*What this task involves:*
Find how many lines of the entries contain the word "ClientBuilder", then report that figure alone.

*Extracted entries:*
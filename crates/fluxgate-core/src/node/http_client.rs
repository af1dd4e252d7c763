use reqwest::{Client, ClientBuilder};
use std::{sync::Arc, time::Duration};
use tokio::sync::Semaphore;

use super::errors::NodeError;

/// Configuration for HTTP transport concurrency and timeout behavior.
#[derive(Debug, Clone)]
pub struct HttpClientConfig {
    /// Maximum number of concurrent HTTP requests allowed per node
    pub concurrent_limit: usize,
    /// Permit acquisition timeout in milliseconds
    pub permit_timeout_ms: u64,
    /// Retries for 5xx answers and transport failures
    pub max_retries: u32,
}

impl Default for HttpClientConfig {
    fn default() -> Self {
        Self { concurrent_limit: 512, permit_timeout_ms: 500, max_retries: 2 }
    }
}

/// HTTP transport with semaphore-based concurrency control.
///
/// One instance per node. Bodies are passed as [`bytes::Bytes`] so retries never copy.
pub struct HttpClient {
    client: Client,
    concurrent_limit: Arc<Semaphore>,
    config: HttpClientConfig,
}

impl HttpClient {
    /// # Errors
    ///
    /// Returns an error if the underlying reqwest client fails to build.
    pub fn new() -> Result<Self, NodeError> {
        Self::with_config(HttpClientConfig::default())
    }

    /// Sanitizes network errors so node addresses and credentials in URLs never leak to callers.
    fn sanitize_network_error(error: &reqwest::Error) -> String {
        if error.is_connect() {
            "connection refused or unreachable".to_string()
        } else if error.is_timeout() {
            "connection timed out".to_string()
        } else if error.is_body() {
            "response body error".to_string()
        } else if error.is_decode() {
            "response decode error".to_string()
        } else {
            "network error".to_string()
        }
    }

    /// # Errors
    ///
    /// Returns an error if the underlying reqwest client fails to build.
    pub fn with_config(config: HttpClientConfig) -> Result<Self, NodeError> {
        let client = ClientBuilder::new()
            .pool_idle_timeout(Duration::from_secs(30))
            .pool_max_idle_per_host(64)
            .connect_timeout(Duration::from_secs(5))
            .use_rustls_tls()
            .redirect(reqwest::redirect::Policy::none())
            .user_agent(concat!("fluxgate/", env!("CARGO_PKG_VERSION")))
            .tcp_keepalive(Duration::from_secs(30))
            .tcp_nodelay(true)
            .build()
            .map_err(|e| {
                tracing::error!(error = %e, "failed to build http client");
                NodeError::ConnectionFailed(format!("http client build failed: {e}"))
            })?;

        Ok(Self {
            client,
            concurrent_limit: Arc::new(Semaphore::new(config.concurrent_limit)),
            config,
        })
    }

    /// Sends an HTTP POST with a JSON body and returns the raw response body.
    ///
    /// # Errors
    ///
    /// - [`NodeError::Timeout`] if permit acquisition or the request times out
    /// - [`NodeError::ConcurrencyLimit`] if the semaphore is closed
    /// - [`NodeError::HttpError`] for non-success HTTP status codes
    /// - [`NodeError::ConnectionFailed`] for network-related failures
    pub async fn send_request(
        &self,
        url: &str,
        body: bytes::Bytes,
        timeout: Duration,
    ) -> Result<bytes::Bytes, NodeError> {
        let _permit = tokio::time::timeout(
            Duration::from_millis(self.config.permit_timeout_ms),
            Arc::clone(&self.concurrent_limit).acquire_owned(),
        )
        .await
        .map_err(|_| {
            tracing::warn!(
                available_permits = self.concurrent_limit.available_permits(),
                "http client semaphore acquisition timeout"
            );
            NodeError::Timeout
        })?
        .map_err(|_| NodeError::ConcurrencyLimit(url.to_string()))?;

        let mut retries = 0;

        loop {
            let result = self
                .client
                .post(url)
                .header("content-type", "application/json")
                .body(body.clone())
                .timeout(timeout)
                .send()
                .await;

            match result {
                Ok(response) => {
                    if response.status().is_success() {
                        return response.bytes().await.map_err(NodeError::Network);
                    } else if response.status().is_server_error() && retries < self.config.max_retries
                    {
                        retries += 1;
                        tokio::time::sleep(Duration::from_millis(100 * (1 << retries))).await;
                        continue;
                    }

                    let status = response.status().as_u16();
                    let mut text = response.text().await.unwrap_or_default();
                    if text.len() > 256 {
                        let mut cut = 256;
                        while !text.is_char_boundary(cut) {
                            cut -= 1;
                        }
                        text.truncate(cut);
                        text.push_str("... (truncated)");
                    }
                    return Err(NodeError::HttpError(status, text));
                }
                Err(e) if e.is_timeout() => return Err(NodeError::Timeout),
                Err(_) if retries < self.config.max_retries => {
                    retries += 1;
                    tokio::time::sleep(Duration::from_millis(100 * (1 << retries))).await;
                }
                Err(e) => return Err(NodeError::ConnectionFailed(Self::sanitize_network_error(&e))),
            }
        }
    }

    #[cfg(test)]
    #[must_use]
    pub fn available_permits(&self) -> usize {
        self.concurrent_limit.available_permits()
    }
}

*Solution for this task:*
2